Our first dog, Squid, a Canine Companions for Independence-certified facility dog, incorporates something soft and gentle and that’s not scary into patient care, whether it’s to help a critical care patient come off a ventilator or help a child get out of bed to do physical therapy. I’ve been impressed by the power of this program, by the work that Squid has been able to do over the past four years, and by the incredible stories of patients he has helped. It’s also fun when he visits my office to say hi!

Not unlike our child life and music therapy programs, it’s a tangible part of how you can help a child get better faster in a way that feels familiar, is fun and motivating. It is part of a different way to look at the healing process, and it’s been hugely successful. We’re currently planning our second dog, with help from several generous partners like Dunkin’, the Teddy Bear Ball hosted by Kacey Musgraves, and Amazon. More to come soon!

How will we continue to keep up with the continued growth in Nashville, the entire Middle Tennessee community and beyond?

Looking to the future growth of Nashville, we know that Vanderbilt University Medical Center has continued to invest in the growth that’s needed to accommodate the demand for our expertise, and that’s been especially true in pediatrics. That’s why we’ve been able to add four floors and expand our outpatient footprint across the entire state to bring care closer to where families live. That investment in supporting the children in our community will continue over time.

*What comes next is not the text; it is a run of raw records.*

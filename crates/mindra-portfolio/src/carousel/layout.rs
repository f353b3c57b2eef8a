// Copyright (c) 2025 Geoffrey Huntley <ghuntley@ghuntley.com>. All rights reserved.
// SPDX-License-Identifier: Proprietary

use crate::catalog::MediaKind;

/// Item sizing for one responsive breakpoint.
#[derive(Debug, Clone, Copy, PartialEq)]
pub struct ItemMetrics {
	pub video_width: f64,
	pub photo_width: f64,
	pub gap: f64,
	/// Leading padding of the track.
	pub padding: f64,
}

impl ItemMetrics {
	/// Sizes used by the site's stylesheet at the given viewport width.
	pub fn for_viewport(viewport_width: f64) -> Self {
		if viewport_width < 768.0 {
			Self {
				video_width: 144.0,
				photo_width: 96.0,
				gap: 12.0,
				padding: 16.0,
			}
		} else if viewport_width < 1024.0 {
			Self {
				video_width: 176.0,
				photo_width: 128.0,
				gap: 16.0,
				padding: 24.0,
			}
		} else {
			Self {
				video_width: 224.0,
				photo_width: 160.0,
				gap: 16.0,
				padding: 32.0,
			}
		}
	}

	pub fn width_of(&self, kind: MediaKind) -> f64 {
		match kind {
			MediaKind::Video => self.video_width,
			MediaKind::Photo => self.photo_width,
		}
	}
}

/// Measured geometry of one repetition of the item list.
#[derive(Debug, Clone, PartialEq)]
pub struct Layout {
	pub viewport_width: f64,
	/// Width of each original item, in list order.
	pub widths: Vec<f64>,
	pub gap: f64,
	pub padding: f64,
}

impl Layout {
	pub fn new(viewport_width: f64, widths: Vec<f64>, gap: f64, padding: f64) -> Self {
		Self {
			viewport_width,
			widths,
			gap,
			padding,
		}
	}

	/// Layout for a list of items at a viewport width, using the site's breakpoints.
	pub fn for_items(viewport_width: f64, kinds: impl IntoIterator<Item = MediaKind>) -> Self {
		let metrics = ItemMetrics::for_viewport(viewport_width);
		Self {
			viewport_width,
			widths: kinds.into_iter().map(|k| metrics.width_of(k)).collect(),
			gap: metrics.gap,
			padding: metrics.padding,
		}
	}

	pub fn item_count(&self) -> usize {
		self.widths.len()
	}

	/// Width of one repetition: every item plus the gap after it.
	pub fn loop_width(&self) -> f64 {
		self.widths.iter().map(|w| w + self.gap).sum()
	}

	pub fn viewport_center(&self) -> f64 {
		self.viewport_width / 2.0
	}
}

#[cfg(test)]
mod tests {
	use super::*;

	#[test]
	fn desktop_metrics() {
		let layout = Layout::for_items(1280.0, [MediaKind::Video, MediaKind::Photo]);
		assert_eq!(layout.widths, vec![224.0, 160.0]);
		assert_eq!(layout.gap, 16.0);
		assert_eq!(layout.padding, 32.0);
		assert_eq!(layout.loop_width(), 224.0 + 16.0 + 160.0 + 16.0);
	}

	#[test]
	fn phone_metrics() {
		let metrics = ItemMetrics::for_viewport(390.0);
		assert_eq!(metrics.width_of(MediaKind::Video), 144.0);
		assert_eq!(metrics.gap, 12.0);
	}

	#[test]
	fn tablet_metrics() {
		let metrics = ItemMetrics::for_viewport(800.0);
		assert_eq!(metrics.width_of(MediaKind::Photo), 128.0);
		assert_eq!(metrics.padding, 24.0);
	}
}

The success of Monroe Carell will allow us to enable continued expansion and growth — where and what that looks like is several years away.

How will Monroe Carell play a part in training and recruiting the next generation of health care workers?

One of the biggest challenges for pediatric health care — and really health care as a whole — will be the future workforce. Fewer people are choosing pediatrics and then fewer residents are going into pediatric subspeciality care. While our Monroe Carell building is only 20 years old, we have a 100-year history at Vanderbilt in the space of pediatric medical education, training and research. It is because of that, coupled with our expertise in pediatric care and multidisciplinary programs, that I believe we are poised to continue to attract the best trainees as well as the best faculty and nurses from across the country. As true innovators in the area of discovery and in creating models of medical education, I am confident we will continue to contribute to growing the next generation because the work we do at Monroe Carell is really amazing.

How can the community continue to support Monroe Carell?

We have been blessed with great generosity from our community over many, many years. Our building and programs truly would not be where they are today without that support. We need to make more people aware of the magical things that happen in this building 24 hours a day, seven days a week, 365 days a year.

Community engagement is and will always be a part of what we do, and those relationships are so important. We are so incredibly grateful to our community and partnerships to help us achieve our missions and build our programs.

Our namesake, Monroe Carell Jr., passionately put into words the meaning of this building at the ribbon-cutting 20 years ago. He said, ‘For those of you who have been building this facility, I know you have probably built larger facilities and taller facilities, but you will have never worked on a facility that is more important.’ That still rings true today. This is still the most important building in Nashville.